I’m a Congressman (not really, but go along). There is a dollar on the table. I want to use it to fund a tax cut. You are also a Congressman and you want to use it to extend unemployment benefits. In a better world, the two of us along with the rest of the body must argue and listen and evaluate priorities to reach an agreement on how that dollar should be allocated.
That’s not how budget negotiations work in Washington.
There is another party missing from the table in my sample negotiation – the future taxpayer. That guy doesn’t vote, because she hasn’t been born yet, or because he’s too busy drinking at the frat house to be paying any attention. The negotiation process in Washington consists of you and I reaching a stalemate, then breaking the logjam by having the future taxpayer make the compromise.
You get what you want and I get what I want. We can’t pay for it, so we put it on the tab of a high-school kid who isn’t represented by anyone. He’s going to pay for it down the line in higher taxes and less effective government. “Son, you’re welcome!”
We can blame this process on “politicians,” but that’s incredibly deceptive. They only do it because we demand it. We’re borrowing from our children like some psycho stage-mother ripping off a child-star. How do we justify it? We cover our actions with a politically corrupted interpretation of Keynesian economics.
Boiled down to idiotic simplicity, Keynesian economic theory in this context refers to using government borrowing to smooth out the impact of recessions and using surpluses to contain the bubble-risks from economic booms. It sounds like a good idea. Borrow money as a bridge in recessions and raise taxes to pay it off and build surpluses in good times.
It should work, but it doesn’t in part because of a political problem. The trouble with Keynes’ ideas is that we only let our leaders turn those levers in one direction. We only let them cut taxes and borrow money, never the opposite. The “good times” when the government gravy train should be reversed can only be recognized in the rearview mirror. Anyone who suggests taking government action to stem irrational exuberance will not only fail, but risk a riot.
The consequence over the past thirty years has been an economy running on nitro, steadily burning itself out on borrowed money injected over and over with no constraints. We stimulate the economy in good times and bad while our debt skyrockets. The solution? According this Congress the solution is to extend government benefits and tax cuts, neither of which we can afford.
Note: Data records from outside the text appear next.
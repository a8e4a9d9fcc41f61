pub mod classifier;
pub mod error;
pub mod kv;
pub mod resolver;
pub mod server;

/// Service configuration -- can eventually be parsed from a config
/// file
pub mod config {
    use std::time::Duration;

    /// Default log filter, used when `RUST_LOG` is unset
    pub const RUST_LOG: &str = "info,actix_web=info";

    /// Extensions accepted for uploaded image files
    pub const ALLOWED_EXTENSIONS: &[&str] = &["png", "jpg", "jpeg", "gif", "jfif"];

    /// Bound on a single remote image fetch
    pub const FETCH_TIMEOUT: Duration = Duration::from_secs(10);

    /// Pixel height the recognition model expects its input scaled to
    pub const MODEL_INPUT_HEIGHT: u32 = 64;
}
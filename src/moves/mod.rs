pub mod attacks;
pub mod movegen;
pub mod perft;
pub mod types;

pub use movegen::{generate, GenMode};
pub use types::{Move, MoveKind, MoveList};
#[cfg(test)]
mod tests {
    use corvid::board::Position;
    use corvid::moves::movegen::{generate, GenMode};
    use corvid::moves::types::MoveList;

    const FENS: &[&str] = &[
        "rnbqkbnr/pppppppp/8/8/8/8/PPPPPPPP/RNBQKBNR w KQkq - 0 1",
        "r3k2r/p1ppqpb1/bn2pnp1/3PN3/1p2P3/2N2Q1p/PPPBBPPP/R3K2R w KQkq - 0 1",
        "rnbqkbnr/ppp1p1pp/8/3pPp2/8/8/PPPP1PPP/RNBQKBNR w KQkq f6 0 3",
        "rnbqkbnr/ppp1p2P/8/8/3p4/8/PPPP1PPP/RNBQKBNR w KQkq - 0 5",
    ];

    #[test]
    fn make_then_undo_restores_every_field() {
        for &fen in FENS {
            let mut pos = Position::from_fen(fen).unwrap();
            let before = pos.clone();
            let mut moves = MoveList::new();
            generate(&pos, GenMode::Legal, &mut moves);
            for mv in moves {
                pos.make(mv).unwrap();
                pos.undo();
                assert_eq!(pos, before, "make/undo of {mv} did not restore {fen}");
            }
        }
    }

    #[test]
    fn fen_round_trip() {
        for &fen in FENS {
            let pos = Position::from_fen(fen).unwrap();
            assert_eq!(pos.to_fen(), fen);
        }
    }

    #[test]
    fn square_mailbox_agrees_with_bitboards() {
        for &fen in FENS {
            let pos = Position::from_fen(fen).unwrap();
            for sq in 0..64i8 {
                let occupied = (pos.occupied() >> sq) & 1 != 0;
                match pos.piece_at(sq) {
                    corvid::piece::Piece::Empty => assert!(!occupied, "square {sq} empty but occupied bit set"),
                    corvid::piece::Piece::Occupied(t, c) => {
                        assert!(occupied);
                        assert_ne!(pos.piece_bb_of(t) & (1u64 << sq), 0);
                        assert_ne!(pos.color_bb_of(c) & (1u64 << sq), 0);
                    }
                }
            }
        }
    }

    #[test]
    fn castling_white_kingside() {
        let mut pos =
            Position::from_fen("rnbqk2r/pppp1ppp/5n2/2b1p3/2B1P3/5N2/PPPP1PPP/RNBQK2R w KQkq - 4 4")
                .unwrap();
        pos.make_uci("e1g1").unwrap();
        assert_eq!(
            pos.to_fen(),
            "rnbqk2r/pppp1ppp/5n2/2b1p3/2B1P3/5N2/PPPP1PPP/RNBQ1RK1 b kq - 5 4"
        );
    }

    #[test]
    fn en_passant_capture() {
        let mut pos =
            Position::from_fen("rnbqkbnr/ppp1p1pp/8/3pPp2/8/8/PPPP1PPP/RNBQKBNR w KQkq f6 0 3")
                .unwrap();
        pos.make_uci("e5f6").unwrap();
        assert_eq!(
            pos.to_fen(),
            "rnbqkbnr/ppp1p1pp/5P2/3p4/8/8/PPPP1PPP/RNBQKBNR b KQkq - 0 3"
        );
    }

    #[test]
    fn promotion_to_queen() {
        let mut pos =
            Position::from_fen("rnbqkbnr/ppp1p2P/8/8/3p4/8/PPPP1PPP/RNBQKBNR w KQkq - 0 5").unwrap();
        pos.make_uci("h7g8q").unwrap();
        assert_eq!(
            pos.to_fen(),
            "rnbqkbQr/ppp1p3/8/8/3p4/8/PPPP1PPP/RNBQKBNR b KQkq - 0 5"
        );
    }
}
Will the Tea Party Movement fix this? It might have some indirect impact. The TP’ers aren’t serious at all about genuine fiscal responsibility. No one who thinks we get to balanced budgets by repealing the Estate Tax really gives a damn about balanced budgets.
However, the rhetoric they are hiding behind is drawing attention to this problem. People are finally starting to think about the broken throttle on the engine of federal spending. We need to make the shift from thinking tax cuts can balance the budget to accepting that someone has to pay the bill for this party.
Will we ever, short of a catastrophe (yet another one?), mature enough to move past cheap rhetoric and accept a real fix? That remains to be seen. So far no one in the Tea Party movement is saying, “let’s be the ones to pay the bills.” They still think they can cut just someone else’s budget priority (“keep your government hands off my Medicare!”) to get the job done.
Real budget responsibility will involve some pain and sacrifice that affects all of us and probably drags the economy for a brief time. Put that on a bumper sticker and run for office.
It means people like me who make a good solid living will make a greater contribution so that we can develop better schools, protect some of the least fortunate, and shore up our infrastructure to keep us competitive. It will also mean a thinner social safety net in which the unemployed cannot expect two years and more of jobless benefits.
Nobody gets to skate.
Authentic, grown-up solutions that can strengthen the country instead of tear it down will not be cheap. They will involve some short-term pain all around so that we can protect the core viability of the republic and strengthen our economy in the long run. A compromise that matters, one that can help us start solving our financial problems instead of deferring them will be one that galls nearly everyone on both sides of the aisle.
When we’re ready to elect people who tell us these things then we will have cause for optimism and pride. In the meantime, get ready for a lot more empty talk about tax cuts and other political candy.